Tidak dipungkiri bahwa kedudukan para Nabi dan Rasul itu
tinggi di mata Allah ta'ala. Namun hal itu bukanlah sebagai jaminan bahwa
seluruh keluarga Nabi dan Rasul mendapatkan petunjuk dan keselamatan serta aman
dari ancaman siksa neraka karena keterkaitan hubungan keluarga dan nasab. Allah
telah berfirman tentang kekafiran anak Nabi Nuh ‘alaihis-salaam yang akhirnya
termasuk orang-orang yang ditenggelamkan Allah bersama orang-orang kafir :
وَقِيلَ يَأَرْضُ ابْلَعِي مَآءَكِ وَيَسَمَآءُ أَقْلِعِي وَغِيضَ الْمَآءُ وَقُضِيَ الأمْرُ وَاسْتَوَتْ عَلَى الْجُودِيّ وَقِيلَ بُعْداً لّلْقَوْمِ الظّالِمِينَ * وَنَادَى نُوحٌ رّبّهُ فَقَالَ رَبّ إِنّ ابُنِي مِنْ أَهْلِي وَإِنّ وَعْدَكَ الْحَقّ وَأَنتَ أَحْكَمُ الْحَاكِمِينَ * قَالَ يَنُوحُ إِنّهُ لَيْسَ مِنْ أَهْلِكَ إِنّهُ عَمَلٌ غَيْرُ صَالِحٍ فَلاَ تَسْأَلْنِـي مَا لَيْسَ لَكَ بِهِ عِلْمٌ إِنّيَ أَعِظُكَ أَن تَكُونَ مِنَ الْجَاهِلِينَ
Dan difirmankan: "Hai bumi telanlah airmu, dan hai
langit (hujan) berhentilah," dan airpun disurutkan, perintahpun
diselesaikan dan bahtera itupun berlabuh di atas bukit Judi, dan dikatakan:
"Binasalah orang-orang yang zalim“. Dan Nuh berseru kepada Tuhannya sambil
berkata: "Ya Tuhanku, sesungguhnya anakku termasuk keluargaku, dan
sesungguhnya janji Engkau itulah yang benar. Dan Engkau adalah Hakim yang
seadil-adilnya”. Allah berfirman: "Hai Nuh, sesungguhnya dia bukanlah
termasuk keluargamu (yang dijanjikan akan diselamatkan), sesungguhnya
(perbuatan)nya perbuatan yang tidak baik. Sebab itu janganlah kamu memohon
kepada-Ku sesuatu yang kamu tidak mengetahui (hakekat)nya. Sesungguhnya Aku
memperingatkan kepadamu supaya kamu jangan termasuk orang-orang yang tidak
berpengetahuan." [QS. Huud : 44-46].
Allah juga berfirman tentang keingkaran Azar ayah Nabi Ibrahim ’alaihis-salaam :
وَمَا كَانَ اسْتِغْفَارُ إِبْرَاهِيمَ لأبِيهِ إِلاّ عَن مّوْعِدَةٍ وَعَدَهَآ إِيّاهُ فَلَمّا تَبَيّنَ لَهُ أَنّهُ عَدُوّ للّهِ تَبَرّأَ مِنْهُ إِنّ إِبْرَاهِيمَ لأوّاهٌ حَلِيمٌ
“Dan permintaan ampun dari Ibrahim (kepada Allah) untuk
bapaknya tidak lain hanyalah karena suatu janji yang telah diikrarkannya kepada
bapaknya itu. Maka, tatkala jelas bagi Ibrahim bahwa bapaknya itu adalah musuh
Allah, maka Ibrahim berlepas diri dari padanya. Sesungguhnya Ibrahim adalah
seorang yang sangat lembut hatinya lagi penyantun” [QS. At-Taubah : 114].

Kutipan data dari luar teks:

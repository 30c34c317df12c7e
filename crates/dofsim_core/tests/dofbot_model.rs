//! Integration tests for the embedded DOFBOT description
//!
//! These tests pin down the kinematic layout of the arm:
//! 1. Link and joint names and their order
//! 2. Joint origins, axes and limits
//! 3. The MuJoCo compiler extension
//! 4. Mesh resolution against a mesh directory

use std::path::PathBuf;

use dofsim_core::{builtin, AssetCache, Geometry, JointKind, MeshResolver, ModelValidator};

#[test]
fn test_link_and_joint_names() {
    let model = builtin::dofbot().expect("embedded model should parse");

    let joints: Vec<&str> = model.joints().iter().map(|j| j.name.as_str()).collect();
    assert_eq!(joints, vec!["joint1", "joint2", "joint3", "joint4", "joint5"]);

    for name in [
        "base_link",
        "link1",
        "link2_mm_simplified",
        "link3_mm_simplified",
        "link4_mm_simplified",
        "link5",
    ] {
        assert!(model.link_by_name(name).is_some(), "missing link {}", name);
    }
}

#[test]
fn test_serial_chain() {
    let model = builtin::dofbot().unwrap();
    let order: Vec<(&str, &str)> = model
        .traversal_order()
        .iter()
        .map(|j| (j.parent.as_str(), j.child.as_str()))
        .collect();
    assert_eq!(
        order,
        vec![
            ("base_link", "link1"),
            ("link1", "link2_mm_simplified"),
            ("link2_mm_simplified", "link3_mm_simplified"),
            ("link3_mm_simplified", "link4_mm_simplified"),
            ("link4_mm_simplified", "link5"),
        ]
    );
}

#[test]
fn test_all_joints_revolute_about_z() {
    let model = builtin::dofbot().unwrap();
    for joint in model.joints() {
        assert_eq!(joint.kind, JointKind::Revolute);
        assert_eq!(joint.axis, [0.0, 0.0, 1.0]);
        assert_eq!(joint.limits.effort, 100.0);
        assert_eq!(joint.limits.velocity, 1.0);
    }
}

#[test]
fn test_joint_origins_and_limits() {
    let model = builtin::dofbot().unwrap();

    let j1 = model.joint_by_name("joint1").unwrap();
    assert!((j1.origin.xyz[2] - 0.064).abs() < 1e-6);

    let j2 = model.joint_by_name("joint2").unwrap();
    assert!((j2.origin.xyz[2] - 0.0435).abs() < 1e-6);
    assert!((j2.origin.rpy[1] - 1.5708).abs() < 1e-6);

    let j5 = model.joint_by_name("joint5").unwrap();
    assert!((j5.origin.xyz[0] + 0.07385).abs() < 1e-6);
    assert!((j5.origin.xyz[1] + 0.00215).abs() < 1e-6);
    assert!((j5.origin.rpy[1] + 1.5708).abs() < 1e-6);
    assert!((j5.limits.lower + 1.5708).abs() < 1e-6);
    assert!((j5.limits.upper - 3.1416).abs() < 1e-6);
}

#[test]
fn test_compiler_extension() {
    let model = builtin::dofbot().unwrap();
    assert!(model.compiler.balance_inertia);
    assert_eq!(
        model.compiler.meshdir,
        Some(PathBuf::from("D:/Research/robots/DofRL/dofbot_moveit/meshes/"))
    );
}

#[test]
fn test_link_geometry_and_colors() {
    let model = builtin::dofbot().unwrap();
    let (_, link1) = model.link_by_name("link1").unwrap();
    assert_eq!(link1.visuals.len(), 1);
    assert_eq!(link1.collisions.len(), 1);
    assert_eq!(link1.visuals[0].material.rgba, [0.0, 0.7, 0.0, 1.0]);
    assert!(link1.inertial.is_none());
    assert_eq!(
        link1.collisions[0].geometry,
        Geometry::Mesh {
            filename: "package://dofbot_moveit/meshes/link1.STL".to_string(),
            scale: [1.0; 3],
        }
    );
    assert_eq!(model.mesh_filenames().len(), 6);
}

#[test]
fn test_rest_pose_of_tip() {
    let model = builtin::dofbot().unwrap();
    let poses = model.rest_poses();
    // joint2 pitches the chain onto its side, so the arm extends along +Z
    let tip = poses["link5"].translation.vector;
    assert!(tip.z > 0.2, "tip should be above the base, got {}", tip.z);
}

#[test]
fn test_validator_accepts_dofbot() {
    let model = builtin::dofbot().unwrap();
    assert!(ModelValidator::validate(&model).is_empty());
}

#[test]
fn test_meshes_missing_from_default_meshdir() {
    let model = builtin::dofbot().unwrap();
    let resolver = MeshResolver::new(Some(PathBuf::from("/nonexistent/meshes")));
    let mut cache = AssetCache::new();
    for filename in model.mesh_filenames() {
        assert!(cache.mesh(&resolver, filename).is_none());
    }
    assert_eq!(cache.failed_count(), 6);
}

Dan Allah pun berfirman tentang istri Nabi Luth sebagai orang yang dibinasakan oleh adzab Allah :
فَأَنجَيْنَاهُ وَأَهْلَهُ
إِلاّ امْرَأَتَهُ كَانَتْ مِنَ الْغَابِرِينَ
Kemudian Kami selamatkan dia dan pengikut-pengikutnya kecuali
isterinya; dia termasuk orang-orang yang tertinggal (dibinasakan). [QS. Al-A’raf : 83].
Tidak terkecuali hal itu terjadi pada kedua orang tua
Rasulullah shallallaahu ’alaihi wasallam. Mereka berdua – sesuai dengan
kehendak kauni Allah ta’ala – mati dalam keadaan kafir. Hal itu ditegaskan oleh
beberapa nash di antaranya :
Al-Qur’an Al-Kariim
مَا كَانَ لِلنّبِيّ وَالّذِينَ آمَنُوَاْ أَن يَسْتَغْفِرُواْ لِلْمُشْرِكِينَ وَلَوْ كَانُوَاْ أُوْلِي قُرْبَىَ مِن بَعْدِ مَا تَبَيّنَ لَهُمْ أَنّهُمْ أَصْحَابُ الْجَحِيمِ
“Tiadalah sepatutnya bagi Nabi dan orang-orang yang beriman
memintakan ampun (kepada Allah) bagi orang-orang musyrik, walaupun orang-orang
musyrik itu adalah kaum kerabat (nya), sesudah jelas bagi mereka, bahwasanya
orang-orang musyrik itu adalah penghuni neraka jahanam” [QS. At-Taubah : 113].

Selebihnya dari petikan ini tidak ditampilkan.